Recovering a Ruckus Access Point Using the Serial Port

I recently bought a few used Ruckus R710 access points on eBay for my Ruckus Unleashed network. Usually, these APs are quite pricey, but I got a great deal at just one-tenth of the cost. They often come from business settings and are used with a Ruckus ZoneDirector, which means they can’t be used directly in an Unleashed network. The only difference between an Unleashed AP and a ZoneDirector AP is the software. An Unleashed device comes with Unleashed software pre-installed, but the ones I bought had ZoneDirector firmware, so I needed to update them with Unleashed firmware.

To do this, I connected the Ruckus AP to a PoE injector using an Ethernet cable, and then connected the other end to my computer. I set a static IP on my computer as 192.168.0.100 with subnet mask 255.255.255.0 (the router can be empty or 192.168.0.1). You can also use any other IP in the 192.168.0.0/24 range, except 192.168.0.1, as the Ruckus AP will use that IP. Then, I reset the AP to factory settings by pressing the reset button for 10 seconds, which lets me log in with the default credentials later. The LED flashes red, orange, and yellow while holding the button and turns red after releasing it. The AP should finish booting after a minute.
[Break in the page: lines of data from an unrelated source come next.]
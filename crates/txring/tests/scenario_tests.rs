//! Scenario tests for the transmit ring.
//!
//! Each test drives a ring with `ManualDma`, so every transfer request and
//! completion happens at a known point and can be checked exactly.

use txring_rs::sim::ManualDma;
use txring_rs::{Config, StartError, TransferState, TxRing};

/// 8 slots, one reserved: 7 usable bytes.
fn ring8() -> TxRing<ManualDma> {
    TxRing::new(Config::new(3, usize::MAX, true), ManualDma::new()).unwrap()
}

/// Reports completion for the span the test just finished with.
fn complete(ring: &TxRing<ManualDma>, n: usize) {
    // SAFETY: scenarios never touch a span after completing it.
    unsafe { ring.on_transfer_complete(n) }
}

/// Returns `(offset, len)` of the outstanding request, completing it in full.
fn complete_next(ring: &TxRing<ManualDma>) -> Option<(usize, usize)> {
    let span = ring.engine().take_request()?;
    complete(ring, span.len());
    Some((span.offset(), span.len()))
}

#[test]
fn push_five_then_complete_leaves_ring_empty() {
    let ring = ring8();
    let producer = ring.producer().unwrap();

    assert_eq!(producer.push(b"ABCDE"), 5);
    assert_eq!(complete_next(&ring), Some((0, 5)));

    assert!(ring.is_drained());
    assert_eq!(ring.engine().requests(), 0);
    assert_eq!(complete_next(&ring), None);
}

#[test]
fn linear_region_is_sent_in_one_span() {
    let ring = ring8();
    let producer = ring.producer().unwrap();

    // read = write = 2
    producer.push(b"..");
    complete_next(&ring);

    // write = 6, read = 2: no wrap between them
    producer.push(b"ABCD");
    assert_eq!(complete_next(&ring), Some((2, 4)));
    assert!(ring.is_drained());
}

#[test]
fn wrapped_region_is_sent_in_two_spans() {
    let ring = ring8();
    let producer = ring.producer().unwrap();

    producer.push(b"..");
    complete_next(&ring);

    // From offset 2, seven bytes wrap: write ends at 1.
    assert_eq!(producer.push(b"ABCDEFG"), 7);

    let first = ring.engine().take_request().unwrap();
    assert_eq!((first.offset(), first.len()), (2, 6));
    // SAFETY: ring alive, span not yet completed.
    assert_eq!(unsafe { first.as_slice() }, b"ABCDEF");
    complete(&ring, first.len());

    let second = ring.engine().take_request().unwrap();
    assert_eq!((second.offset(), second.len()), (0, 1));
    // SAFETY: ring alive, span not yet completed.
    assert_eq!(unsafe { second.as_slice() }, b"G");
    complete(&ring, second.len());

    assert!(ring.is_drained());
}

#[test]
fn ten_bytes_into_seven_slots_drops_last_three() {
    let ring = ring8();
    let producer = ring.producer().unwrap();

    assert_eq!(producer.push(b"0123456789"), 7);
    let sent = ring.engine().drain_into_vec(&ring);

    assert_eq!(sent, b"0123456");
    let m = ring.metrics();
    assert_eq!(m.bytes_pushed, 7);
    assert_eq!(m.bytes_dropped, 3);
    assert_eq!(m.bytes_transferred, 7);
}

#[test]
fn in_flight_span_is_never_overwritten() {
    let ring = ring8();
    let producer = ring.producer().unwrap();

    producer.push(b"ABC");
    let span = ring.engine().take_request().unwrap();

    // Fill the rest while the first span is in flight.
    assert_eq!(producer.push(b"defghij"), 4);
    // SAFETY: ring alive, span not yet completed.
    assert_eq!(unsafe { span.as_slice() }, b"ABC");
    complete(&ring, span.len());

    assert_eq!(ring.engine().drain_into_vec(&ring), b"defg");
}

#[test]
fn completion_restarts_until_empty() {
    let ring = ring8();
    let producer = ring.producer().unwrap();

    producer.push(b"ab");
    producer.push(b"cd");
    producer.push(b"ef");

    assert_eq!(complete_next(&ring), Some((0, 2)));
    assert_eq!(ring.state(), TransferState::Transferring);
    assert_eq!(complete_next(&ring), Some((2, 4)));
    assert_eq!(ring.state(), TransferState::Idle);
    assert!(ring.is_drained());
}

#[test]
fn rejected_start_is_retried_by_next_completion_or_push() {
    let ring = ring8();
    let producer = ring.producer().unwrap();

    producer.push(b"ab");
    ring.engine().reject_next(StartError::Busy);
    producer.push(b"cd");

    // The completion's restart is rejected: nothing outstanding, data kept.
    assert_eq!(complete_next(&ring), Some((0, 2)));
    assert_eq!(ring.state(), TransferState::Idle);
    assert_eq!(ring.len(), 2);
    assert_eq!(ring.metrics().start_rejections, 1);

    // An explicit drain (or the next push) picks it up.
    assert!(ring.try_start_transfer());
    assert_eq!(complete_next(&ring), Some((2, 2)));
    assert!(ring.is_drained());
}

#[test]
fn many_wraps_preserve_byte_order() {
    let ring = ring8();
    let producer = ring.producer().unwrap();
    let mut expected = Vec::new();
    let mut sent = Vec::new();

    for round in 0u8..20 {
        let chunk: Vec<u8> = (0..5).map(|i| round * 5 + i).collect();
        assert_eq!(producer.push(&chunk), 5);
        expected.extend_from_slice(&chunk);
        sent.extend(ring.engine().drain_into_vec(&ring));
    }

    assert_eq!(sent, expected);
    assert_eq!(ring.metrics().bytes_dropped, 0);
}
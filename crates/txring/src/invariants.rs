//! Debug assertion macros for transmit ring invariants.
//!
//! Only active in debug builds (`#[cfg(debug_assertions)]`), so there is
//! zero overhead in release builds.
//!
//! Used by `TxRing<E>`.

// =============================================================================
// INV-CUR-01: Cursor Range
// =============================================================================

/// Assert that a cursor is a valid slot index.
///
/// **Invariant**: `0 ≤ cursor < capacity`
///
/// Used in: `push()` and `on_transfer_complete()` before publishing a cursor
macro_rules! debug_assert_cursor_in_range {
    ($name:literal, $cursor:expr, $capacity:expr) => {
        debug_assert!(
            $cursor < $capacity,
            "INV-CUR-01 violated: {} cursor {} outside capacity {}",
            $name,
            $cursor,
            $capacity
        )
    };
}

// =============================================================================
// INV-CUR-02: One Slot Reserved
// =============================================================================

/// Assert that a push leaves at least one slot free.
///
/// **Invariant**: `unread ≤ capacity - 1`, so `write == read` only when empty
///
/// Used in: `push()` after computing the new write cursor
macro_rules! debug_assert_slot_reserved {
    ($unread:expr, $capacity:expr) => {
        debug_assert!(
            $unread < $capacity,
            "INV-CUR-02 violated: {} unread bytes in ring of capacity {}",
            $unread,
            $capacity
        )
    };
}

// =============================================================================
// INV-SPAN-01: Span Never Crosses Wrap
// =============================================================================

/// Assert that a transfer span stays inside the physical storage.
///
/// **Invariant**: `offset + len ≤ capacity` and `len > 0`
///
/// Used in: `try_start_transfer()` before handing the span to the engine
macro_rules! debug_assert_span_contiguous {
    ($offset:expr, $len:expr, $capacity:expr) => {
        debug_assert!(
            $len > 0 && $offset + $len <= $capacity,
            "INV-SPAN-01 violated: span [{}, {}) crosses end of storage ({})",
            $offset,
            $offset + $len,
            $capacity
        )
    };
}

// =============================================================================
// INV-SPAN-02: Completion Stays Within Unread Data
// =============================================================================

/// Assert that a completion never releases bytes that were not written.
///
/// **Invariant**: `advance ≤ unread` at completion time
///
/// Used in: `on_transfer_complete()` before advancing the read cursor
macro_rules! debug_assert_advance_within_unread {
    ($advance:expr, $unread:expr) => {
        debug_assert!(
            $advance <= $unread,
            "INV-SPAN-02 violated: releasing {} bytes with only {} unread",
            $advance,
            $unread
        )
    };
}

// =============================================================================
// Re-exports for crate-internal use
// =============================================================================

pub(crate) use debug_assert_advance_within_unread;
pub(crate) use debug_assert_cursor_in_range;
pub(crate) use debug_assert_slot_reserved;
pub(crate) use debug_assert_span_contiguous;
//! Context cache.
//!
//! Deduplicates context instances by the part of their property store they
//! actually read:
//!
//! - **Namespace registry**: which namespaces each context type reads
//! - **Object cache**: one canonical instance per `(type, fingerprint)`
//! - **Stats**: per-type create/hit counts, reported on demand
//!
//! ## Configuration
//!
//! The process-wide cache reads `[cache]` from `ctxcache.toml`:
//!
//! ```toml
//! [cache]
//! deep_match = false
//! collect_stats = true
//! emit_metrics = false
//! ```

mod config;
mod keys;
pub(crate) mod lock;
mod registry;
mod stats;
mod store;

pub use config::CacheConfig;
pub use keys::{Fingerprint, Namespaces, ROOT_NAMESPACE};
pub use registry::{ContextType, NamespaceRegistry};
pub use stats::{
    CacheStats, FanoutRecorder, LookupCounts, LookupRecorder, MetricsRecorder, NoopRecorder,
    StatsReporter, TableReporter, TracingReporter, TypeStats,
};
pub use store::{
    Fingerprinter, GlobalCacheError, ObjectCache, ObjectCacheBuilder, StoreFingerprinter,
    configure_global_cache, global_cache,
};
Next, you can update the firmware through the web interface or command line. I chose the web interface as it’s faster and easier. First, I downloaded the latest Unleashed firmware for the R710 here. Thankfully, software updates and downloads are free and don’t need a support contract with Ruckus, although you will need a free account on their website. I chose the latest Unleashed bl7 file available, which was 200.12.10.5.234. Then, I accessed the AP’s web interface at https://192.168.0.1/ and logged in with the username/password combination of super/sp-admin. I went to Maintenance -> Upgrade and uploaded the firmware under the Local tab. The AP should run the latest Unleashed version after a few minutes.

This process worked for the first four APs, but the last one was more challenging. The web interface didn’t appear when I tried to access the IP through HTTP or HTTPS, and an SSH session couldn’t be started as the connection was refused. A quick nmap scan showed that only two TCP ports were open:

floris@mac ~ % nmap -p- 192.168.0.1
Starting Nmap 7.92 ( https://nmap.org ) at 2022-02-01 11:32 CET
Nmap scan report for 192.168.0.1
Host is up (0.00069s latency).
Not shown: 65533 closed tcp ports (reset)
PORT      STATE SERVICE
1883/tcp  open  mqtt
18301/tcp open  unknown
MAC Address: 58:B6:33:xx:xx:xx (Ruckus Wireless)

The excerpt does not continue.